Data supplied START

// core/tests/test_config.rs
use std::path::PathBuf;

use effortrating_core::config::default_match_dates;
use effortrating_core::{EffortError, PipelineConfig};

#[test]
fn test_default_config() {
    let cfg = PipelineConfig::default();
    assert_eq!(cfg.data_folder, PathBuf::from("./processed_data"));
    assert_eq!(cfg.output_folder, PathBuf::from("./outputs"));
    assert!(cfg.schedule_path.is_none());
    assert_eq!(cfg.match_dates.len(), 6);
    assert_eq!(cfg.match_dates, default_match_dates());
    assert_eq!(cfg.athlete_age, 22);
}

#[test]
fn test_athlete_age_from_json() {
    let cfg = PipelineConfig::from_json(r#"{"athlete_age": 35}"#).unwrap();
    assert_eq!(cfg.athlete_age, 35);

    let err = PipelineConfig::from_json(r#"{"athlete_age": -1}"#).unwrap_err();
    match err {
        EffortError::Config { path, .. } => assert_eq!(path, "athlete_age"),
        other => panic!("uventet feil: {other}"),
    }
}

#[test]
fn test_partial_json_fills_defaults() {
    let cfg = PipelineConfig::from_json(r#"{"data_folder": "/data/season", "match_dates": ["2025-01-05"]}"#).unwrap();
    assert_eq!(cfg.data_folder, PathBuf::from("/data/season"));
    assert_eq!(cfg.output_folder, PathBuf::from("./outputs"));
    assert_eq!(cfg.match_dates.len(), 1);
}

#[test]
fn test_bad_field_reports_path() {
    let err = PipelineConfig::from_json(r#"{"match_dates": ["2024-10-09", "not-a-date"]}"#).unwrap_err();
    match err {
        EffortError::Config { path, .. } => assert_eq!(path, "match_dates[1]"),
        other => panic!("forventet Config-feil, fikk {other}"),
    }
}

#[test]
fn test_unknown_field_rejected() {
    // vekter er ikke konfigurerbare
    let err = PipelineConfig::from_json(r#"{"weights": {"steps": 0.5}}"#).unwrap_err();
    assert!(matches!(err, EffortError::Config { .. }));
}

#[test]
fn test_missing_config_file_gives_default() {
    let tmp = tempfile::tempdir().unwrap();
    let cfg = PipelineConfig::load(&tmp.path().join("effort_rating.json")).unwrap();
    assert_eq!(cfg, PipelineConfig::default());
}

Data supplied END

▸ How to complete this task: Retype, exactly and only, the lines running from the one with "let tmp = tempfile::tempdir().unwrap();" through the final line of the listing above.

▸ Output below:
    let tmp = tempfile::tempdir().unwrap();
    let cfg = PipelineConfig::load(&tmp.path().join("effort_rating.json")).unwrap();
    assert_eq!(cfg, PipelineConfig::default());
}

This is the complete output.